- [REQUIRED WORK]: Only one stretch of the records below is wanted: the lines from the one holding "opened or read" through the one holding "Reads a W×4". Return it exactly, both ends included.

- [DATASET CONTENT]:
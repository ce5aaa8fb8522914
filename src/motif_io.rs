use crate::error::{MotifError, Result};
use crate::model::validate_pwm;
use crate::types::*;
use ndarray::Array2;
use ndarray_npy::read_npy;
use std::fs::File;
use std::io::{BufRead, BufReader};
use std::iter::Peekable;
use std::path::Path;
use tracing::{info, warn};

/// Advances the iterator until a MOTIF line is found
fn skip_until_motif<I>(lines: &mut Peekable<I>)
where
    I: Iterator<Item = std::result::Result<String, std::io::Error>>,
{
    while let Some(Ok(line)) = lines.peek() {
        if line.starts_with("MOTIF") {
            break;
        }
        lines.next();
    }
}

/// Parses a single PWM from the iterator
fn parse_pwm<I>(lines: &mut Peekable<I>) -> Result<Option<(String, PWM)>>
where
    I: Iterator<Item = std::result::Result<String, std::io::Error>>,
{
    // Get motif ID from MOTIF line
    let motif_line = match lines.next() {
        Some(Ok(line)) if line.starts_with("MOTIF") => line,
        Some(Err(e)) => return Err(MotifError::Io(e)),
        _ => return Ok(None),
    };

    let motif_id = motif_line
        .split_whitespace()
        .nth(1)
        .ok_or_else(|| MotifError::InvalidFileFormat("Missing motif ID".into()))?
        .to_string();

    // Skip blank lines and the letter-probability header
    while let Some(Ok(line)) = lines.peek() {
        let trimmed = line.trim();
        if trimmed.is_empty() || trimmed.starts_with("letter-probability") {
            lines.next();
        } else {
            break;
        }
    }

    // Read PWM rows until we hit a non-numeric line
    let mut pwm_rows: Vec<Vec<f64>> = Vec::new();
    while let Some(Ok(line)) = lines.peek() {
        let trimmed = line.trim();
        if !trimmed.starts_with(|c: char| c.is_ascii_digit() || c == '.') {
            break;
        }
        let values: Vec<f64> = trimmed
            .split_whitespace()
            .map(|s| s.parse::<f64>())
            .collect::<std::result::Result<Vec<_>, _>>()
            .map_err(|e| MotifError::InvalidFileFormat(format!("Invalid PWM value: {}", e)))?;
        if values.len() != ALPHABET_SIZE {
            return Err(MotifError::InvalidFileFormat(format!(
                "Motif {} row {} has {} columns, expected {}",
                motif_id,
                pwm_rows.len() + 1,
                values.len(),
                ALPHABET_SIZE
            )));
        }
        pwm_rows.push(values);
        lines.next();
    }

    if pwm_rows.is_empty() {
        return Err(MotifError::InvalidFileFormat("Empty PWM".into()));
    }

    let width = pwm_rows.len();
    let pwm = Array2::from_shape_vec((width, ALPHABET_SIZE), pwm_rows.concat())
        .map_err(|e| MotifError::DataError(e.to_string()))?;

    Ok(Some((motif_id, pwm)))
}

/// Reads Position Weight Matrices (PWMs) from a MEME format file
///
/// This function parses a MEME-formatted file containing one or more Position Weight Matrices,
/// each identified by a motif ID. The PWMs represent DNA binding motifs where each position
/// contains probabilities for the four nucleotides (A, C, G, T).
///
/// # Arguments
/// * `filename` - Path to the MEME format file to read
///
/// # Returns
/// * `Result<Vec<(String, PWM)>>` - Motif IDs paired with their W×4 matrices, in file order
///
/// # Errors
/// * `MotifError::Io` - If the file cannot be opened or read
/// * `MotifError::InvalidFileFormat` - If the file format is invalid or no PWMs are found
///
/// # Format
/// The input file should be in MEME format, where each PWM is preceded by a "MOTIF" line
/// containing the motif ID, optionally a "letter-probability matrix" line,
/// followed by the matrix values.
pub fn read_meme_motifs(filename: &str) -> Result<Vec<(String, PWM)>> {
    let file = File::open(filename)?;
    let reader = BufReader::new(file);
    let mut lines = reader.lines().peekable();
    let mut pwms = Vec::new();

    // Skip header until first MOTIF
    skip_until_motif(&mut lines);

    // Parse all PWMs
    while let Some((id, pwm)) = parse_pwm(&mut lines)? {
        pwms.push((id, pwm));
        skip_until_motif(&mut lines);
    }

    if pwms.is_empty() {
        return Err(MotifError::InvalidFileFormat("No PWMs found".into()));
    }

    Ok(pwms)
}

/// Reads a W×4 motif stored as a 2-D float64 `.npy` array
pub fn read_npy_motif(filename: &str) -> Result<PWM> {
    let pwm: Array2<f64> = read_npy(filename)?;
    Ok(pwm)
}

/// Loads the initial motif guess of a run and checks it against `width`.
///
/// Files ending in `.npy` are read as NumPy arrays, anything else as MEME
/// text. When a MEME file holds several motifs the first one is used.
///
/// # Errors
/// * `MotifError::InvalidPwm` if the matrix is not `width`×4 or a row is not
///   a probability distribution
/// * any read or parse error of the underlying format
pub fn load_initial_motif(filename: &str, width: usize) -> Result<PWM> {
    let is_npy = Path::new(filename)
        .extension()
        .map(|ext| ext.eq_ignore_ascii_case("npy"))
        .unwrap_or(false);

    let pwm = if is_npy {
        read_npy_motif(filename)?
    } else {
        let mut motifs = read_meme_motifs(filename)?;
        if motifs.len() > 1 {
            warn!(
                filename,
                motifs = motifs.len(),
                "several motifs found, using the first one"
            );
        }
        let (id, pwm) = motifs.swap_remove(0);
        info!(motif = %id, "loaded initial motif");
        pwm
    };

    if pwm.nrows() != width {
        return Err(MotifError::invalid_pwm(format!(
            "initial motif has {} rows but the motif width is {}",
            pwm.nrows(),
            width
        )));
    }
    validate_pwm(&pwm, "initial motif")?;
    Ok(pwm)
}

- [EXERCISE RESPONSE]:
/// * `MotifError::Io` - If the file cannot be opened or read
/// * `MotifError::InvalidFileFormat` - If the file format is invalid or no PWMs are found
///
/// # Format
/// The input file should be in MEME format, where each PWM is preceded by a "MOTIF" line
/// containing the motif ID, optionally a "letter-probability matrix" line,
/// followed by the matrix values.
pub fn read_meme_motifs(filename: &str) -> Result<Vec<(String, PWM)>> {
    let file = File::open(filename)?;
    let reader = BufReader::new(file);
    let mut lines = reader.lines().peekable();
    let mut pwms = Vec::new();

    // Skip header until first MOTIF
    skip_until_motif(&mut lines);

    // Parse all PWMs
    while let Some((id, pwm)) = parse_pwm(&mut lines)? {
        pwms.push((id, pwm));
        skip_until_motif(&mut lines);
    }

    if pwms.is_empty() {
        return Err(MotifError::InvalidFileFormat("No PWMs found".into()));
    }

    Ok(pwms)
}

/// Reads a W×4 motif stored as a 2-D float64 `.npy` array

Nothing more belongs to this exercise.